Like the proverbial dust in the wind that inspired so many of my generation, much of my young adult life was spent wandering.  Hitchhiking back and forth across North America, backpacking in Europe, moving from one communal house to another, at one point I calculated that the longest I had stayed in one place over the course of five years was six months.  My life was like a ball bouncing on the pins of a roulette wheel as it spins around.  Eventually the wheel slows down and the ball falls into a slot, and I too finally settled down, got married, raised a family and established a career.  In other words, after years of unsettledness, my life finally became “rooted and established.”

I see a similar process happening in our relationship to prayer.  For many people, prayer is a destination that attracts them from a distance.  They might circle this attraction for years, keeping it topical, reading books to kindle the heart.  As we move in and out of relationship to this hope it’s easy to wonder if we will ever take this invitation seriously.  Will it ever become established in us as we sense it desires to be?

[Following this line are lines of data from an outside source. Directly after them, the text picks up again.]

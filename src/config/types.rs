//! Configuration types for sbom-graph operations.
//!
//! Provides structured configuration for projection, document discovery,
//! output and batch behavior.

use crate::model::{FlattenOptions, RecordLayout};
use crate::pipeline::OutputFormat;
use schemars::JsonSchema;
use serde::{Deserialize, Serialize};
use std::path::PathBuf;

// ============================================================================
// Unified Application Configuration
// ============================================================================

/// Unified application configuration that can be loaded from CLI args or config files.
///
/// CLI arguments are layered over file settings with [`AppConfig::merge`].
#[derive(Debug, Clone, Default, PartialEq, Serialize, Deserialize, JsonSchema)]
#[serde(default)]
pub struct AppConfig {
    /// Attribute flattening and record layout
    pub projection: ProjectionConfig,
    /// Where documents are discovered
    pub source: SourceConfig,
    /// Output configuration (format, file)
    pub output: OutputConfig,
    /// Behavior flags
    pub behavior: BehaviorConfig,
}

impl AppConfig {
    /// Create a new `AppConfig` with default values.
    #[must_use]
    pub fn new() -> Self {
        Self::default()
    }

    /// Create an `AppConfig` builder.
    pub fn builder() -> AppConfigBuilder {
        AppConfigBuilder::default()
    }
}

// ============================================================================
// Builder for AppConfig
// ============================================================================

/// Builder for constructing `AppConfig` with fluent API.
#[derive(Debug, Default)]
#[must_use]
pub struct AppConfigBuilder {
    config: AppConfig,
}

impl AppConfigBuilder {
    /// Set the separator used between flattened key segments.
    pub fn key_separator(mut self, separator: impl Into<String>) -> Self {
        self.config.projection.key_separator = separator.into();
        self
    }

    /// Set the maximum nesting depth that is flattened.
    pub const fn max_depth(mut self, depth: usize) -> Self {
        self.config.projection.max_depth = depth;
        self
    }

    /// Set the record layout.
    pub const fn layout(mut self, layout: RecordLayout) -> Self {
        self.config.projection.layout = layout;
        self
    }

    /// Set the output format.
    pub const fn output_format(mut self, format: OutputFormat) -> Self {
        self.config.output.format = format;
        self
    }

    /// Set the output file.
    pub fn output_file(mut self, file: Option<PathBuf>) -> Self {
        self.config.output.file = file;
        self
    }

    /// Stop the batch on the first failed document.
    pub const fn fail_fast(mut self, fail_fast: bool) -> Self {
        self.config.behavior.fail_fast = fail_fast;
        self
    }

    /// Project documents in parallel.
    pub const fn parallel(mut self, parallel: bool) -> Self {
        self.config.behavior.parallel = parallel;
        self
    }

    /// Enable quiet mode.
    pub const fn quiet(mut self, quiet: bool) -> Self {
        self.config.behavior.quiet = quiet;
        self
    }

    /// Build the configuration.
    #[must_use]
    pub fn build(self) -> AppConfig {
        self.config
    }
}

// ============================================================================
// Section types
// ============================================================================

/// Attribute flattening and record layout.
#[derive(Debug, Clone, PartialEq, Eq, Serialize, Deserialize, JsonSchema)]
#[serde(default)]
pub struct ProjectionConfig {
    /// Separator placed between flattened key segments
    pub key_separator: String,
    /// Nesting deeper than this is kept unflattened
    #[schemars(range(min = 1))]
    pub max_depth: usize,
    /// Where attributes go in an output record
    pub layout: RecordLayout,
}

impl ProjectionConfig {
    /// Flattening options for the projectors.
    #[must_use]
    pub fn flatten_options(&self) -> FlattenOptions {
        FlattenOptions {
            separator: self.key_separator.clone(),
            max_depth: self.max_depth,
        }
    }
}

/// Document discovery.
#[derive(Debug, Clone, PartialEq, Eq, Serialize, Deserialize, JsonSchema)]
#[serde(default)]
pub struct SourceConfig {
    /// File extensions picked up when a directory is given
    pub extensions: Vec<String>,
    /// Descend into subdirectories
    pub recursive: bool,
    /// Documents larger than this are rejected
    #[schemars(range(min = 1))]
    pub max_file_size_mb: u64,
}

impl SourceConfig {
    /// Size limit in bytes.
    #[must_use]
    pub const fn max_file_size_bytes(&self) -> u64 {
        self.max_file_size_mb.saturating_mul(1024 * 1024)
    }
}

/// Output configuration.
#[derive(Debug, Clone, Default, PartialEq, Eq, Serialize, Deserialize, JsonSchema)]
#[serde(default)]
pub struct OutputConfig {
    /// Record encoding
    pub format: OutputFormat,
    /// Output file path (None for stdout)
    #[serde(skip_serializing_if = "Option::is_none")]
    pub file: Option<PathBuf>,
}

/// Behavior flags.
#[derive(Debug, Clone, PartialEq, Eq, Serialize, Deserialize, JsonSchema)]
#[serde(default)]
pub struct BehaviorConfig {
    /// Stop at the first document that fails to project
    pub fail_fast: bool,
    /// Project documents in parallel
    pub parallel: bool,
    /// Suppress non-essential output
    pub quiet: bool,
}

Fortunately, by God’s grace, people do eventually become rooted in the life-discipline of prayer.  Something finally quickens their conviction that this is a call they must respond to more seriously than they have.  Like the ball bouncing on the roulette wheel, they finally fall into its slot.  Prayer then becomes non-negotiable—the most precious pearl of their lives.  Only at this point can it be said that the person is “rooted and established” in the life of prayer.

In the meantime, it is fair to accept that it takes a long time for a sustained discipline of prayer to take root in a person’s life.  Like seed on stony ground, our enthusiasm rises for a season only to disappear again.  Or the seed of prayer simply gets choked in the thorns and thistles of our busy lives.  We should not be discouraged nor surprised by such glaring evidence of our fickle hearts.  God is not deterred.  Slowly and steadily, He is wooing each one of us from a casual to a more committed relationship.  Heaven’s final objective, as Scripture so often depicts, is a relationship more akin to marriage than to dating.

Eventually, through what Jesus calls “the perseverance of noble hearts” (Luke 8:15) the seed of prayer does take root in us and starts to bear its promised fruit.  It shifts from the periphery to become the central focus of our relationship with God.  To it we more consistently return for restoration, and from it we now draw the articulation of our lives.  In other words, by God’s grace, we find ourselves finally established (lit. “made stable”) in a committed relationship to that which our hearts have so long desired.

All true prayer promotes its own progress and increases our power to pray.